RECORDS TO USE:

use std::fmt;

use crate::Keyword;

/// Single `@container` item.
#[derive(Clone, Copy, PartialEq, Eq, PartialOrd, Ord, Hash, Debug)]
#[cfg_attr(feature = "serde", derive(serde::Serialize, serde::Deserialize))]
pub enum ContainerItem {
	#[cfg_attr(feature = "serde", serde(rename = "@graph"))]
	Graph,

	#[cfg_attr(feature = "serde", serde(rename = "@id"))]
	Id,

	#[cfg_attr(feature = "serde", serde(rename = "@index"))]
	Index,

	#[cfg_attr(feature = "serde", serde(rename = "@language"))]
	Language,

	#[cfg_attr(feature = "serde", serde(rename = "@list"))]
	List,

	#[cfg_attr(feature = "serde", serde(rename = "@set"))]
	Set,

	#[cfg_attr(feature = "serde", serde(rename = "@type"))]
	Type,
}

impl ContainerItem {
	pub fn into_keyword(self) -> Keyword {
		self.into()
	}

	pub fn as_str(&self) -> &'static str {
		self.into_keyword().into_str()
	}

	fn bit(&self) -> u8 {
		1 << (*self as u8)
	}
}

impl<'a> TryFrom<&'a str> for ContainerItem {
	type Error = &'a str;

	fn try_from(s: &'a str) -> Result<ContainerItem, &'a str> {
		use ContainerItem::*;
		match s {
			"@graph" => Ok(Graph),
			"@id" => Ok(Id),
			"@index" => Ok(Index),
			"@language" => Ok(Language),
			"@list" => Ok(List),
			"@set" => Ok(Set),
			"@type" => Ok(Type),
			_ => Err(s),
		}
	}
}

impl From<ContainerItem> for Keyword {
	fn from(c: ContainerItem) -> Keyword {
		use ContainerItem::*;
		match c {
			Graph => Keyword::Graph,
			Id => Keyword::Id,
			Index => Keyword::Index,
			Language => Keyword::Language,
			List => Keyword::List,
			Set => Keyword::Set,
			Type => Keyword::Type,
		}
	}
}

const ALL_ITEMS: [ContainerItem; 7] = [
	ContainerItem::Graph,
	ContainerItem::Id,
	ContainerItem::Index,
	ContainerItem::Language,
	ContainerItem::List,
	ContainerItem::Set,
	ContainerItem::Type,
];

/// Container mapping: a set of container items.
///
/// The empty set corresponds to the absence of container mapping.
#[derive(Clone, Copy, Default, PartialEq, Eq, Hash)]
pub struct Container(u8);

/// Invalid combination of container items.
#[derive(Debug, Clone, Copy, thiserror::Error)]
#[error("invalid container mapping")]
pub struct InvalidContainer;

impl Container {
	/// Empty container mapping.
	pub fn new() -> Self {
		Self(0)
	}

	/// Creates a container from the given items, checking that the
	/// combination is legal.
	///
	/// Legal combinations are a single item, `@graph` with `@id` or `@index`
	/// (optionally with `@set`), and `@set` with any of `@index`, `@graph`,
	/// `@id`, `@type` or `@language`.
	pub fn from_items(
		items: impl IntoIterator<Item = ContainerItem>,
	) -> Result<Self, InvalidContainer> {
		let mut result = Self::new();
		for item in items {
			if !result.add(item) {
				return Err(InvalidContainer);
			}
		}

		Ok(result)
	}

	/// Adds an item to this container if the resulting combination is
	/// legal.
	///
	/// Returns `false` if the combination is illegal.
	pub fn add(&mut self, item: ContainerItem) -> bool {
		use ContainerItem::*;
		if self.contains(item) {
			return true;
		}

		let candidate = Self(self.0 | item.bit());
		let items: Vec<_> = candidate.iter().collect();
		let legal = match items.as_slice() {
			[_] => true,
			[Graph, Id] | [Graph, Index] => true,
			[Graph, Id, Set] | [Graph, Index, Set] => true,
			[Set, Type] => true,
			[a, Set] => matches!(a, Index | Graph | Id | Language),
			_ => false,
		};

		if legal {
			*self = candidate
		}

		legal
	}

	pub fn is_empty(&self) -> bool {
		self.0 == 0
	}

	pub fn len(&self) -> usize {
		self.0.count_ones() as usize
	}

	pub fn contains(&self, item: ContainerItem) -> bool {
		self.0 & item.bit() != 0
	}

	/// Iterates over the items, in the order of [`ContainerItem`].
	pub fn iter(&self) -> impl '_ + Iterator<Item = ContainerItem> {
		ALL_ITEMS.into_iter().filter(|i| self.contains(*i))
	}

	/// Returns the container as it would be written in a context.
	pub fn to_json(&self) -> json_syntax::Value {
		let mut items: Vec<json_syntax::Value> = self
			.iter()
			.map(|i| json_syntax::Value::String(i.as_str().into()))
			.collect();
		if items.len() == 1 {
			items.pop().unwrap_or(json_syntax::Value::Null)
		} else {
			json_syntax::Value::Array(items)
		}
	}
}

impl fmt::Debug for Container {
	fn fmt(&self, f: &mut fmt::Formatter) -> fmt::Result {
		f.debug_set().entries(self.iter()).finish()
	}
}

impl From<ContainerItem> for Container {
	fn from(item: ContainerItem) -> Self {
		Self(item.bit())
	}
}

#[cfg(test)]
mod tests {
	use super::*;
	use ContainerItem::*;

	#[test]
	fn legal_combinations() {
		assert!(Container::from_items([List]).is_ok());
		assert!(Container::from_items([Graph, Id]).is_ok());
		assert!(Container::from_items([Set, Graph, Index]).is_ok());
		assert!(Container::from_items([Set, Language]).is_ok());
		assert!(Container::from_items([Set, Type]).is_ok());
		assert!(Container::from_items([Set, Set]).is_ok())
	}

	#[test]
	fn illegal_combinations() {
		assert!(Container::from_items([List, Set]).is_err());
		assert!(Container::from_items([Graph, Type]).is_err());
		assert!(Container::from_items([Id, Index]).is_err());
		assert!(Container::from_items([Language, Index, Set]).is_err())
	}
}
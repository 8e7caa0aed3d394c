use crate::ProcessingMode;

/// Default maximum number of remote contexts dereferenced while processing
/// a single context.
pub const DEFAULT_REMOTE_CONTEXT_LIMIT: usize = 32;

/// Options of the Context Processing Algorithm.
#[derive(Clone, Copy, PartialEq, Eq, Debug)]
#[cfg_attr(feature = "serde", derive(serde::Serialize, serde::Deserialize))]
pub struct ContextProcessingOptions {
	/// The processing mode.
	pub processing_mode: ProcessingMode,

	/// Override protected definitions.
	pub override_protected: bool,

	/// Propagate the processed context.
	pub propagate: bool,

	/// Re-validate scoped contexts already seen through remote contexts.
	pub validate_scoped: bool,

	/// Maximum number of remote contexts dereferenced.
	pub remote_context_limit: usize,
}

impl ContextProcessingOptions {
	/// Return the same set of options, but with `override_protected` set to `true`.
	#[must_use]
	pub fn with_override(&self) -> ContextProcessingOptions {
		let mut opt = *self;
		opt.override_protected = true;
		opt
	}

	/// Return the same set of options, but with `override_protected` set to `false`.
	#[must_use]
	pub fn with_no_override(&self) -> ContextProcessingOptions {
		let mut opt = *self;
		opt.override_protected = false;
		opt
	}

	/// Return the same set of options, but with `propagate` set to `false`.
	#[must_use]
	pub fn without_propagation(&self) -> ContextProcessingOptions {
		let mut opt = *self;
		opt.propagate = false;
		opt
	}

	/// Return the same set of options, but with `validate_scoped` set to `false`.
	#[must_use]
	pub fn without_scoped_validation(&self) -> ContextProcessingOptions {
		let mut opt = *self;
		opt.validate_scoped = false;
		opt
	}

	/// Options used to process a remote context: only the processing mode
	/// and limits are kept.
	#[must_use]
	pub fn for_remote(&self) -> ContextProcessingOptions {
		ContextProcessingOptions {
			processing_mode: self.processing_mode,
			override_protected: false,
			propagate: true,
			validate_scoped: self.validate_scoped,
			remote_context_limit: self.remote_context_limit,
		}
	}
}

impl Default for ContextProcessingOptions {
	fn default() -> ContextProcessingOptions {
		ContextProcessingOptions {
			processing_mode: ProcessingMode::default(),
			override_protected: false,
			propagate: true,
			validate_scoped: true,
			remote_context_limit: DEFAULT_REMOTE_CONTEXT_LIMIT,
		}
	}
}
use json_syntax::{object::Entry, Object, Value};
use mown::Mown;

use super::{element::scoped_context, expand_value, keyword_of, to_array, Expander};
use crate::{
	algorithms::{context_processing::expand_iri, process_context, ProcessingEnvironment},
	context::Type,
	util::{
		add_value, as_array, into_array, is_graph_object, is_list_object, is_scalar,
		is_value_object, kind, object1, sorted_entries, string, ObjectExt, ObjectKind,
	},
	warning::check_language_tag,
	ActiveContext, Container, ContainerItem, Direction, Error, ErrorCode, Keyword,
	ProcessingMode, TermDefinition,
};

EXERCISE GOAL: Report each line of the material in which the string "const" occurs.

SOLVED PROBLEM:
const ALL_ITEMS: [ContainerItem; 7] = [
pub const DEFAULT_REMOTE_CONTEXT_LIMIT: usize = 32;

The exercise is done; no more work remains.